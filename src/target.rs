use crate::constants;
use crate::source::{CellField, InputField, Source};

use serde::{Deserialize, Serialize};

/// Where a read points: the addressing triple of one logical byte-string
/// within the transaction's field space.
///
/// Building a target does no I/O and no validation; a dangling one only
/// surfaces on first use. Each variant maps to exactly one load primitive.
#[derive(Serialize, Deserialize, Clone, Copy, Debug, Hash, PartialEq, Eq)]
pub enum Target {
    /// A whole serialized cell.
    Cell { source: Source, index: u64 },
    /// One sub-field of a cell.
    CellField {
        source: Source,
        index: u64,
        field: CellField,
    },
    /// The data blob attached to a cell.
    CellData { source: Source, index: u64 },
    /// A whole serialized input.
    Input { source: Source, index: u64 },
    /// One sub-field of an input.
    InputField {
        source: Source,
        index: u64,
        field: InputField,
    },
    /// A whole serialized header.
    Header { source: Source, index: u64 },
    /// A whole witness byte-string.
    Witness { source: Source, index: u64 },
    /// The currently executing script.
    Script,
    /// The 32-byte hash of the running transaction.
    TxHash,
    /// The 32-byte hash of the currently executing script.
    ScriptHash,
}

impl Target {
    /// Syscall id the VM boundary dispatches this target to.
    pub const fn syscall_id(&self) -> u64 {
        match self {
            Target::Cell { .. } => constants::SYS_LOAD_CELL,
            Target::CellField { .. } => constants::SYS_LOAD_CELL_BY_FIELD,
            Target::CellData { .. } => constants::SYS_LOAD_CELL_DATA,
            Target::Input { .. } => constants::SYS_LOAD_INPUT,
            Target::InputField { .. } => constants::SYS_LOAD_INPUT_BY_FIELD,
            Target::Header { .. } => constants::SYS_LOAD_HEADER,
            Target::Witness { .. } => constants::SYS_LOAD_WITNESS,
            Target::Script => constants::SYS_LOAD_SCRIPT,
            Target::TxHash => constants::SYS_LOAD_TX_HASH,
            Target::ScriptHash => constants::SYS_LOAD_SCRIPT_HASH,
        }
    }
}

————————

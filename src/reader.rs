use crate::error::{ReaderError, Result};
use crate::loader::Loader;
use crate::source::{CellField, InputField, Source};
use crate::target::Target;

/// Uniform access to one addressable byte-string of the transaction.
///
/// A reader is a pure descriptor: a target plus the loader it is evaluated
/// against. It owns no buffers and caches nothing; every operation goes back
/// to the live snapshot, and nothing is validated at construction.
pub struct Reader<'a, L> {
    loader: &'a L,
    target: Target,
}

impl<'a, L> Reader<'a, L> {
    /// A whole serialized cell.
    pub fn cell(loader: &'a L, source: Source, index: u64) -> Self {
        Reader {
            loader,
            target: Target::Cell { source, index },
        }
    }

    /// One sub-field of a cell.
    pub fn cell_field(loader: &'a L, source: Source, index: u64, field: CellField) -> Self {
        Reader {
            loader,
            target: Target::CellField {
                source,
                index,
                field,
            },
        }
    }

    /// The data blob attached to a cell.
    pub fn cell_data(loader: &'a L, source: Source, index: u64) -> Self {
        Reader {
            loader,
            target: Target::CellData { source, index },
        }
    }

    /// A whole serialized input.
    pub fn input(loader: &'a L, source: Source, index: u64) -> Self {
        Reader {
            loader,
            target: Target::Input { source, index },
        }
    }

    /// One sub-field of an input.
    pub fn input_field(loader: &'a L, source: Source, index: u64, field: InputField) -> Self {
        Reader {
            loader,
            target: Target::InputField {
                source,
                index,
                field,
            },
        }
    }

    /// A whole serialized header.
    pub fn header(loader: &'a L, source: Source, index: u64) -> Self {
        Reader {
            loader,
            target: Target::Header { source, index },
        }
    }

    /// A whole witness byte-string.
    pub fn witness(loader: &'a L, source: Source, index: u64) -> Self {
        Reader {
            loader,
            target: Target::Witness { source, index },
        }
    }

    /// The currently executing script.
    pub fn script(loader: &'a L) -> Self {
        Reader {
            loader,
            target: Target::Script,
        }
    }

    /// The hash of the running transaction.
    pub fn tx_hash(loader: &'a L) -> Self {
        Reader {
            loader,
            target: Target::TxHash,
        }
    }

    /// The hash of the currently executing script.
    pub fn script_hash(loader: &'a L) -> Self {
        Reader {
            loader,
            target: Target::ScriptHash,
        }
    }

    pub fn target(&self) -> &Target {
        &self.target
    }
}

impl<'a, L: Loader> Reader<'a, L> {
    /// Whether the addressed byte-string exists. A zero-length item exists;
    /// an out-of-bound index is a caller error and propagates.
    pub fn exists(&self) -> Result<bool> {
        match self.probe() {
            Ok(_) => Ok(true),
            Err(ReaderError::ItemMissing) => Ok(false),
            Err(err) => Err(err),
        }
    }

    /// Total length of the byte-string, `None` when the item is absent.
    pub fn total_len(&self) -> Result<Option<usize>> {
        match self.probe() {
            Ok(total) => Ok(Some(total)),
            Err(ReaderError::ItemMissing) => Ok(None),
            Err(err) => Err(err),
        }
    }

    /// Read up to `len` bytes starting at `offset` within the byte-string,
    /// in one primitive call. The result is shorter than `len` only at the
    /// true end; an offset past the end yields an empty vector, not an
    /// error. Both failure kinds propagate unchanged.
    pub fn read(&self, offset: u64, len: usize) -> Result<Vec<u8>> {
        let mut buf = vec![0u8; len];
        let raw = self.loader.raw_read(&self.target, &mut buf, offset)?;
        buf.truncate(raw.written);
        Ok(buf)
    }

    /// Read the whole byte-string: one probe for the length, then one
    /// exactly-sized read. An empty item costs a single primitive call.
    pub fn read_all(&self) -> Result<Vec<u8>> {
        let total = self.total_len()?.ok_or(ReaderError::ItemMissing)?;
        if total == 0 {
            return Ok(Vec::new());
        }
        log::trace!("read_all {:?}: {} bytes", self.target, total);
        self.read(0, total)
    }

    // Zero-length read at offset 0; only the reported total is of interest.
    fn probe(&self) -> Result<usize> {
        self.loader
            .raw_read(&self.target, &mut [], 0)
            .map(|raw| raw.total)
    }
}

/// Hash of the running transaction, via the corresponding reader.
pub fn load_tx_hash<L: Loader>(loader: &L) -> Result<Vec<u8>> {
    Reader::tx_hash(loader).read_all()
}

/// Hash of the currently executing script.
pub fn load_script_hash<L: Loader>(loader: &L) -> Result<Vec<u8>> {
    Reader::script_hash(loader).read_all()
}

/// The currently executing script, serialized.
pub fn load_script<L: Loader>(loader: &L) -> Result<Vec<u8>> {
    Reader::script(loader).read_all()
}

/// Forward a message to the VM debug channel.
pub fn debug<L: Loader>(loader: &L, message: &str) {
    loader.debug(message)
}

————————

HOW TO COMPLETE THIS TASK –
Tally the lines in the material above that contain "CellField". Respond with the number and nothing else.

RESPONSE –
7